It’s been over a decade Passed since Renewable fuel standard The 2007 energy bill was greatly expanded. The federal mandate requires 36 gallons of biofuel (primarily corn ethanol) to be mixed with American gasoline and diesel by 2022. The policy has been dominated for small petroleum refiners in recent news, with a history of damaging the fuel standard to a wide range of stakeholders including federal taxpayers. Joined a long list of Weird bedflow Taxpayers for Common Sense, including small engine manufacturers, consumer advocates, the food industry, anti-hunger groups, environmentalists and livestock groups, believe that the biofuel mandate has done more harm than good for most – except for one notable exception. , Excluding corn growers.
Unfortunately, there has been a recent debate in Washington Ignored most of these interested partiesInstead of focusing on the future of the standard, the fight between the oil and corn industries. The oil industry, representing “bound parties”, or required to follow the standard, indicates a high cost for a renewable identification number (a unique number is assigned to each gallon of biofuel produced, which is then purchased. Can be sold or traded) recent reason Bankruptcy Of Philadelphia Energy Solutions. As an independent merchant refiner, Philadelphia Energy Solutions purchases renewable identification numbers to meet fuel standard requirements rather than blending ethanol with gasoline.

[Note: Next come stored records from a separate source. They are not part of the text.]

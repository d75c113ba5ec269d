use sea_orm::entity::prelude::*;
use serde::{Deserialize, Serialize};

#[derive(Debug, Clone, PartialEq, Eq, DeriveEntityModel, Serialize, Deserialize)]
#[sea_orm(table_name = "users")]
pub struct Model {
    #[sea_orm(primary_key)]
    pub id: i32,
    #[sea_orm(unique)]
    pub username: String,
    #[sea_orm(unique)]
    pub email: String,
    #[serde(skip_serializing)]
    pub password: String,               // argon2 PHC string, never the plaintext
    pub created_at: DateTimeUtc,
    pub updated_at: DateTimeUtc,
}

#[derive(Copy, Clone, Debug, EnumIter, DeriveRelation)]
pub enum Relation {}

impl ActiveModelBehavior for ActiveModel {}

Sen. Ted Cruz, a Republican opponent of both ethanol subsidies and a renewable fuel standard from the oil-rich state of Texas, confirmed the Undertakery of the U.S. Department of Agriculture for months until securing a White House meeting on the issue. Last week, Cruz and three other senators from the oil and corn states met with White House officials to try to compromise on some administrative reforms. Another meeting took place with the oil and biofuels industries, including representatives from two ethanol and biodiesel facilities, which have received at least $ 24 million in taxpayer subsidies from 2009-16 through the Department of Agriculture. Bioenergy Program for Advanced Biofuels. Attendees reportedly discussed capping identification number prices in exchange for a one-year discount Of E15, Or 15 percent ethanol (most gasoline is currently mixed with E10 – 10 percent ethanol). Sales of the Summertime E15 are prohibited due to ozone concerns – not to mention liability issues with the E10 – E15 and restrictions on its use in older vehicles and small engines.
The corn and ethanol industries have so far been reluctant to accept low renewable identification number costs for year-round E15 sales. University of Illinois The oil industry will benefit more than corn if these administrative changes are implemented in tandem. Iowa GOP Sen. Chuck Grassley indicated after last week’s meeting that participants agreed to study the economic impact analysis of these proposals.
The problem with this approach is that it considers only one sample of the negative effects of the renewable fuel standard. The oil and corn industries may be the most politically powerful interests related to this policy, but policymakers need to assess the full history of the standard, which expands on higher costs. poor, Taxpayers, Small engine Owners and consumers alike. In 2008, the former Texas Government. Rick perry (Now Secretary of Energy) requested that the Environmental Protection Agency meet the requirements of the renewable fuel standard due to high food prices (as most biofuels are produced from food-based feedstock such as corn and soybeans). In 2012, Perry and 10 other governors Divers requested the corn ethanol mandate given the historic US drought and its impact on record corn prices. And earlier this year, Democratic Village. Carney of Delaware In its own and other states requested a renewable fuel standard exemption due to higher costs for refiners.
For many years, my organization has worked closely with broad stakeholders, from oil refiners, to grocers, conservationists, anti-poverty policy victories and more, to work for everyone. Policy makers need to engage a wide range of stakeholders to adopt the same approach and fully assess the policy failures and the most promising opportunities for improvement over the past decade. Only then a comprehensive solution can be found.